Work task - Report each line of the entries below that has the word "Phase" in it.

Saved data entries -
#[cfg(test)]
mod tests {
    use super::*;
    use crate::error::RemoteError;
    use crate::operation::{OperationKey, OperationKind};
    use async_trait::async_trait;
    use std::sync::Mutex;

    fn info() -> UpgradeInfo {
        UpgradeInfo {
            sensor: "ec2-sensor-1".into(),
            host: "10.0.0.9".into(),
            current_version: "28.2.0".into(),
            release_channel: "release".into(),
            admin_password: Some("pw".into()),
            available: vec!["28.3.1".into()],
        }
    }

    fn monitoring_state() -> OperationState {
        let mut op = OperationState::new(
            OperationKey::new("ec2-sensor-1", OperationKind::Upgrade),
            Phase::Upgrade(UpgradePhase::Launching),
            OperationDetail::Upgrade(UpgradeMonitor::new(info(), UpgradeTarget::Latest)),
            20,
        );
        apply_launch(&mut op, Ok(()), &TimingConfig::default()).unwrap();
        op
    }

    #[test]
    fn test_resolve_target() {
        let mut info = info();
        assert_eq!(UpgradeTarget::resolve(None, &info).unwrap(), UpgradeTarget::Latest);
        assert_eq!(
            UpgradeTarget::resolve(Some(" 28.4.0 "), &info).unwrap(),
            UpgradeTarget::Version("28.4.0".into())
        );
        assert_eq!(
            UpgradeTarget::resolve(Some(""), &info),
            Err(OperationError::EmptyTargetVersion)
        );

        info.available.clear();
        assert_eq!(
            UpgradeTarget::resolve(None, &info),
            Err(OperationError::NoUpdatesAvailable)
        );
    }

    #[test]
    fn test_target_commands() {
        let mut info = info();
        assert!(UpgradeTarget::Latest.command(&info).unwrap().contains("updates apply"));
        assert_eq!(
            UpgradeTarget::Version("28.3.1".into()).command(&info).unwrap(),
            "sudo broala-update-repository -r brolin-release -R -U 28.3.1 2>&1"
        );

        info.admin_password = None;
        assert!(UpgradeTarget::Latest.command(&info).is_err());
    }

    #[test]
    fn test_debug_redacts_password() {
        assert!(!format!("{:?}", info()).contains("\"pw\""));
    }

    #[tokio::test(start_paused = true)]
    async fn test_launch_schedules_first_check() {
        let timing = TimingConfig::default();
        let op = monitoring_state();
        assert_eq!(op.phase(), Phase::Upgrade(UpgradePhase::Monitoring));
        assert!(!op.is_due(tokio::time::Instant::now()));
        assert!(op.is_due(tokio::time::Instant::now() + timing.upgrade_first_check));
    }

    #[tokio::test(start_paused = true)]
    async fn test_launch_failure_is_terminal() {
        let mut op = OperationState::new(
            OperationKey::new("ec2-sensor-1", OperationKind::Upgrade),
            Phase::Upgrade(UpgradePhase::Launching),
            OperationDetail::Upgrade(UpgradeMonitor::new(info(), UpgradeTarget::Latest)),
            20,
        );
        let progress =
            apply_launch(&mut op, Err("upgrade may have failed".into()), &TimingConfig::default())
                .unwrap();
        assert_eq!(progress, UpgradeProgress::Failed);
        assert!(!op.is_active());
    }

    #[tokio::test(start_paused = true)]
    async fn test_monitor_never_gives_up_on_its_own() {
        let timing = TimingConfig::default();
        let mut op = monitoring_state();

        for i in 0..1000 {
            let observation = match i % 3 {
                0 => UpgradeObservation::Unreachable("SSH refused".into()),
                1 => UpgradeObservation::InProgress,
                _ => UpgradeObservation::Verifying("version not resolvable yet".into()),
            };
            let progress = apply_observation(&mut op, observation, &timing).unwrap();
            assert_eq!(progress, UpgradeProgress::Monitoring);
            assert!(op.is_active());
        }
        assert_eq!(op.log().len(), 20);

        let progress =
            apply_observation(&mut op, UpgradeObservation::Changed("28.3.1".into()), &timing)
                .unwrap();
        assert_eq!(progress, UpgradeProgress::Succeeded("28.3.1".into()));
        assert_eq!(op.phase(), Phase::Upgrade(UpgradePhase::Succeeded));
        assert!(!op.is_active());
        match op.detail() {
            OperationDetail::Upgrade(m) => {
                assert_eq!(m.checks, 1001);
                assert_eq!(m.final_version.as_deref(), Some("28.3.1"));
            }
            other => panic!("unexpected detail {:?}", other),
        }
    }

    /// Runner replaying canned answers and recording commands
    struct Script {
        answers: Box<dyn Fn(&str) -> Result<String, RemoteError> + Send + Sync>,
        seen: Mutex<Vec<String>>,
    }

    impl Script {
        fn new(answers: impl Fn(&str) -> Result<String, RemoteError> + Send + Sync + 'static) -> Self {
            Self {
                answers: Box::new(answers),
                seen: Mutex::new(Vec::new()),
            }
        }
    }

    #[async_trait]
    impl RemoteRunner for Script {
        async fn run(&self, _host: &str, command: &str) -> Result<String, RemoteError> {
            self.seen.lock().unwrap().push(command.to_string());
            (self.answers)(command)
        }

        async fn check_port(&self, _host: &str) -> Result<(), RemoteError> {
            Ok(())
        }
    }

    #[tokio::test]
    async fn test_observe_unreachable_short_circuits() {
        let runner = Script::new(|_| {
            Err(RemoteError::Connect {
                host: "10.0.0.9".into(),
                source: std::io::Error::from(std::io::ErrorKind::ConnectionRefused),
            })
        });
        let observation = observe(&runner, "10.0.0.9", "pw", "28.2.0").await;
        assert_eq!(observation, UpgradeObservation::Unreachable("SSH refused".into()));
        assert_eq!(runner.seen.lock().unwrap().len(), 1);
    }

    #[tokio::test]
    async fn test_observe_in_progress_skips_version() {
        let runner = Script::new(|cmd| {
            if cmd.starts_with("pgrep") {
                Ok("1234\n".into())
            } else {
                Ok("ok\n".into())
            }
        });
        assert_eq!(
            observe(&runner, "10.0.0.9", "pw", "28.2.0").await,
            UpgradeObservation::InProgress
        );
        assert!(!runner
            .seen
            .lock()
            .unwrap()
            .iter()
            .any(|c| c.contains("information get")));
    }

    #[tokio::test]
    async fn test_observe_version() {
        let same = Script::new(|cmd| {
            if cmd.contains("information get") {
                Ok("28.2.0\n".into())
            } else if cmd.starts_with("pgrep") {
                Ok(String::new())
            } else {
                Ok("ok".into())
            }
        });
        assert!(matches!(
            observe(&same, "h", "pw", "28.2.0").await,
            UpgradeObservation::Verifying(_)
        ));

        let changed = Script::new(|cmd| {
            if cmd.contains("information get") {
                Ok("28.3.1\n".into())
            } else if cmd.starts_with("pgrep") {
                Ok(String::new())
            } else {
                Ok("ok".into())
            }
        });
        assert_eq!(
            observe(&changed, "h", "pw", "28.2.0").await,
            UpgradeObservation::Changed("28.3.1".into())
        );
    }

    #[tokio::test]
    async fn test_load_info() {
        let runner = Script::new(|cmd| {
            if cmd.contains("-A5 'api:'") {
                Ok("s3cret\n".into())
            } else if cmd.contains("information get") {
                Ok("28.2.0\n".into())
            } else if cmd.contains("release_channel") {
                Ok("development\n".into())
            } else if cmd.contains("updates list") {
                Ok("* version: 28.2.0\n  version: 28.3.1\n".into())
            } else {
                Ok(String::new())
            }
        });

        let info = load_info(&runner, "ec2-sensor-1", "10.0.0.9").await.unwrap();
        assert_eq!(info.current_version, "28.2.0");
        assert_eq!(info.release_channel, "development");
        assert_eq!(info.repository(), "brolin-development");
        assert_eq!(info.admin_password.as_deref(), Some("s3cret"));
        assert_eq!(info.available, vec!["28.3.1".to_string()]);
    }
}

Response to this exercise -
            Phase::Upgrade(UpgradePhase::Launching),
        assert_eq!(op.phase(), Phase::Upgrade(UpgradePhase::Monitoring));
            Phase::Upgrade(UpgradePhase::Launching),
        assert_eq!(op.phase(), Phase::Upgrade(UpgradePhase::Succeeded));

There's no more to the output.